Reflecting Upon The Challenges Of Building Online Community, Or: "A Techie's Guide To The Help Dummies Need'
Faculty of Education And Arts
School of Communication and Arts/Centre for Research in Entertainment, Arts, Technology, Education and Communications
Australian Research Council
ARC Number : LP0990807, ARC Number : LP0453946
This paper is less about the potentially therapeutic use of online community and more about communication between members of a research team: between those with digital/technical expertise, and those without. Academics are usually good at collaborating, and at seeking help, so it is not generally seen as a problem if an inter-disciplinary team needs to be assembled in pursuit of a shared research goal. Such collaboration requires a common language, however, and this paper is about the realisation that a shared language such that lay people can talk to technologists, and technologists to lay people, is not easily acquired.
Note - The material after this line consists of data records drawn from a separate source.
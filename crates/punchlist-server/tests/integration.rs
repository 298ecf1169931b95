//! End-to-end integration tests using a real HTTP client.

use std::time::Duration;

use punchlist_server::config::ServerConfig;
use punchlist_server::server::TaskServer;
use punchlist_store::{ConnectionConfig, new_in_memory, run_migrations};
use serde_json::{Value, json};

/// Boot a test server on an ephemeral port and return its base URL.
async fn boot_server() -> (String, TaskServer) {
    let pool = new_in_memory(&ConnectionConfig::default()).unwrap();
    {
        let conn = pool.get().unwrap();
        let _ = run_migrations(&conn).unwrap();
    }

    let server = TaskServer::new(ServerConfig::default(), pool); // port 0 = auto-assign
    let (addr, _handle) = server.listen().await.unwrap();
    (format!("http://{addr}"), server)
}

/// POST /tasks and return the response envelope.
async fn create_task(client: &reqwest::Client, base: &str, body: Value) -> Value {
    let resp = client
        .post(format!("{base}/tasks"))
        .json(&body)
        .send()
        .await
        .unwrap();
    assert_eq!(resp.status().as_u16(), 201);
    resp.json().await.unwrap()
}

async fn put_json(client: &reqwest::Client, url: String, body: Value) -> (u16, Value) {
    let resp = client.put(url).json(&body).send().await.unwrap();
    let status = resp.status().as_u16();
    (status, resp.json().await.unwrap())
}

// ─────────────────────────────────────────────────────────────────────────────
// Tests
// ─────────────────────────────────────────────────────────────────────────────

#[tokio::test]
async fn e2e_health_reports_task_count() {
    let (base, server) = boot_server().await;
    let client = reqwest::Client::new();

    let _ = create_task(&client, &base, json!({ "title": "one" })).await;
    let _ = create_task(&client, &base, json!({ "title": "two" })).await;

    let resp = client
        .get(format!("{base}/health"))
        .send()
        .await
        .unwrap();
    assert!(resp.status().is_success());
    let body: Value = resp.json().await.unwrap();
    assert_eq!(body["status"], "ok");
    assert_eq!(body["task_count"], 2);
    assert!(body["uptime_secs"].is_number());

    server.shutdown().shutdown();
}

#[tokio::test]
async fn e2e_task_crud() {
    let (base, server) = boot_server().await;
    let client = reqwest::Client::new();

    // Create
    let created = create_task(
        &client,
        &base,
        json!({ "title": "Fix the gate latch", "priority": "Low" }),
    )
    .await;
    let id = created["task"]["id"].as_str().unwrap().to_string();
    assert_eq!(created["task"]["status"], "Pending");

    // Get (bare task, no envelope)
    let resp = client
        .get(format!("{base}/tasks/{id}"))
        .send()
        .await
        .unwrap();
    assert_eq!(resp.status().as_u16(), 200);
    let fetched: Value = resp.json().await.unwrap();
    assert!(fetched.get("task").is_none());
    assert_eq!(fetched["title"], "Fix the gate latch");

    // Update
    let (status, updated) = put_json(
        &client,
        format!("{base}/tasks/{id}"),
        json!({ "title": "Replace the gate latch", "priority": "High" }),
    )
    .await;
    assert_eq!(status, 200);
    assert_eq!(updated["task"]["title"], "Replace the gate latch");
    assert_eq!(updated["task"]["priority"], "High");

    // Delete
    let resp = client
        .delete(format!("{base}/tasks/{id}"))
        .send()
        .await
        .unwrap();
    assert_eq!(resp.status().as_u16(), 200);
    let body: Value = resp.json().await.unwrap();
    assert_eq!(body["message"], "Task deleted successfully");

    // Gone
    let resp = client
        .get(format!("{base}/tasks/{id}"))
        .send()
        .await
        .unwrap();
    assert_eq!(resp.status().as_u16(), 404);

    server.shutdown().shutdown();
}

#[tokio::test]
async fn e2e_checklist_then_status_two_phase() {
    let (base, server) = boot_server().await;
    let client = reqwest::Client::new();

    let created = create_task(
        &client,
        &base,
        json!({
            "title": "Lay the patio",
            "todoChecklist": [
                { "text": "level the ground", "completed": false },
                { "text": "set the pavers", "completed": false }
            ]
        }),
    )
    .await;
    let id = created["task"]["id"].as_str().unwrap().to_string();
    assert_eq!(created["task"]["status"], "Pending");

    // Phase one: replace the checklist. Status must not move.
    let (status, updated) = put_json(
        &client,
        format!("{base}/tasks/{id}/todo"),
        json!({ "todoChecklist": [
            { "text": "level the ground", "completed": true },
            { "text": "set the pavers", "completed": false }
        ]}),
    )
    .await;
    assert_eq!(status, 200);
    assert_eq!(updated["task"]["status"], "Pending");
    assert_eq!(updated["task"]["todoChecklist"][0]["completed"], true);

    // Phase two: the client writes the status it derived.
    let (status, updated) = put_json(
        &client,
        format!("{base}/tasks/{id}/status"),
        json!({ "status": "InProgress" }),
    )
    .await;
    assert_eq!(status, 200);
    assert_eq!(updated["task"]["status"], "InProgress");

    // Finish the second item the same way.
    let _ = put_json(
        &client,
        format!("{base}/tasks/{id}/todo"),
        json!({ "todoChecklist": [
            { "text": "level the ground", "completed": true },
            { "text": "set the pavers", "completed": true }
        ]}),
    )
    .await;
    let (_, done) = put_json(
        &client,
        format!("{base}/tasks/{id}/status"),
        json!({ "status": "Completed" }),
    )
    .await;
    assert_eq!(done["task"]["status"], "Completed");
    for item in done["task"]["todoChecklist"].as_array().unwrap() {
        assert_eq!(item["completed"], true);
    }

    server.shutdown().shutdown();
}

#[tokio::test]
async fn e2e_status_completed_marks_whole_checklist() {
    let (base, server) = boot_server().await;
    let client = reqwest::Client::new();

    let created = create_task(
        &client,
        &base,
        json!({
            "title": "Sweep the garage",
            "todoChecklist": [
                { "text": "corners", "completed": false },
                { "text": "floor", "completed": false }
            ]
        }),
    )
    .await;
    let id = created["task"]["id"].as_str().unwrap().to_string();

    let (status, updated) = put_json(
        &client,
        format!("{base}/tasks/{id}/status"),
        json!({ "status": "Completed" }),
    )
    .await;
    assert_eq!(status, 200);
    assert_eq!(updated["task"]["status"], "Completed");
    for item in updated["task"]["todoChecklist"].as_array().unwrap() {
        assert_eq!(item["completed"], true);
    }

    server.shutdown().shutdown();
}

#[tokio::test]
async fn e2e_list_filters_and_paginates() {
    let (base, server) = boot_server().await;
    let client = reqwest::Client::new();

    let _ = create_task(&client, &base, json!({ "title": "first" })).await;
    let _ = create_task(&client, &base, json!({ "title": "second" })).await;
    let _ = create_task(
        &client,
        &base,
        json!({
            "title": "already done",
            "todoChecklist": [{ "text": "x", "completed": true }]
        }),
    )
    .await;

    // Status filter.
    let listed: Value = client
        .get(format!("{base}/tasks?status=Completed"))
        .send()
        .await
        .unwrap()
        .json()
        .await
        .unwrap();
    assert_eq!(listed["total"], 1);
    assert_eq!(listed["tasks"][0]["title"], "already done");

    // Pagination: newest first, total counts the whole filtered set.
    let page: Value = client
        .get(format!("{base}/tasks?limit=2"))
        .send()
        .await
        .unwrap()
        .json()
        .await
        .unwrap();
    assert_eq!(page["total"], 3);
    assert_eq!(page["tasks"].as_array().unwrap().len(), 2);

    let rest: Value = client
        .get(format!("{base}/tasks?limit=2&offset=2"))
        .send()
        .await
        .unwrap()
        .json()
        .await
        .unwrap();
    assert_eq!(rest["total"], 3);
    assert_eq!(rest["tasks"].as_array().unwrap().len(), 1);
    assert_eq!(rest["tasks"][0]["title"], "first");

    server.shutdown().shutdown();
}

#[tokio::test]
async fn e2e_missing_task_returns_message_body() {
    let (base, server) = boot_server().await;
    let client = reqwest::Client::new();

    let resp = client
        .get(format!("{base}/tasks/task-nope"))
        .send()
        .await
        .unwrap();
    assert_eq!(resp.status().as_u16(), 404);
    let body: Value = resp.json().await.unwrap();
    assert_eq!(body["message"], "Task not found");

    let resp = client
        .delete(format!("{base}/tasks/task-nope"))
        .send()
        .await
        .unwrap();
    assert_eq!(resp.status().as_u16(), 404);

    server.shutdown().shutdown();
}

#[tokio::test]
async fn e2e_unknown_status_rejected() {
    let (base, server) = boot_server().await;
    let client = reqwest::Client::new();

    let created = create_task(&client, &base, json!({ "title": "guarded" })).await;
    let id = created["task"]["id"].as_str().unwrap();

    let resp = client
        .put(format!("{base}/tasks/{id}/status"))
        .json(&json!({ "status": "Done" }))
        .send()
        .await
        .unwrap();
    assert!(resp.status().is_client_error());

    server.shutdown().shutdown();
}

#[tokio::test]
async fn e2e_concurrent_creates() {
    let (base, server) = boot_server().await;
    let client = reqwest::Client::new();

    let (a, b, c) = tokio::join!(
        create_task(&client, &base, json!({ "title": "one" })),
        create_task(&client, &base, json!({ "title": "two" })),
        create_task(&client, &base, json!({ "title": "three" })),
    );
    let ids = [
        a["task"]["id"].as_str().unwrap(),
        b["task"]["id"].as_str().unwrap(),
        c["task"]["id"].as_str().unwrap(),
    ];
    assert_ne!(ids[0], ids[1]);
    assert_ne!(ids[1], ids[2]);

    let listed: Value = client
        .get(format!("{base}/tasks"))
        .send()
        .await
        .unwrap()
        .json()
        .await
        .unwrap();
    assert_eq!(listed["total"], 3);

    server.shutdown().shutdown();
}

#[tokio::test]
async fn e2e_graceful_shutdown() {
    let pool = new_in_memory(&ConnectionConfig::default()).unwrap();
    {
        let conn = pool.get().unwrap();
        let _ = run_migrations(&conn).unwrap();
    }
    let server = TaskServer::new(ServerConfig::default(), pool);
    let (addr, handle) = server.listen().await.unwrap();

    // Verify the server is working before shutdown.
    let resp = reqwest::get(format!("http://{addr}/health")).await.unwrap();
    assert!(resp.status().is_success());

    server.shutdown().shutdown();
    tokio::time::timeout(Duration::from_secs(5), handle)
        .await
        .expect("shutdown timed out")
        .expect("join error");
}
Indeed, this is an account of cultural attitudes towards technology and communication in the microcosm of the relationship between a social science researcher without web design skills and expert digital support staff who are technically excellent and used to working with researchers in their field. At the core of the discussion lies the notion of the competent brief, and the question about whose competency is reflected in that brief. Is it sufficient that the brief be conceptual and descriptive to a level that would persuade a granting agency to part with their money, for example, since that was the level at which the social science researcher began? Or does the brief have to be as highly technically literate as the website-constructing audience who plan to work from it? Is it appropriate to expect a digital professional to work from a descriptive brief and translate it into a technological one? If not, where can the parties concerned find an appropriate translator ready and skilled enough to correct the misalignment of expectations? This paper addresses that story.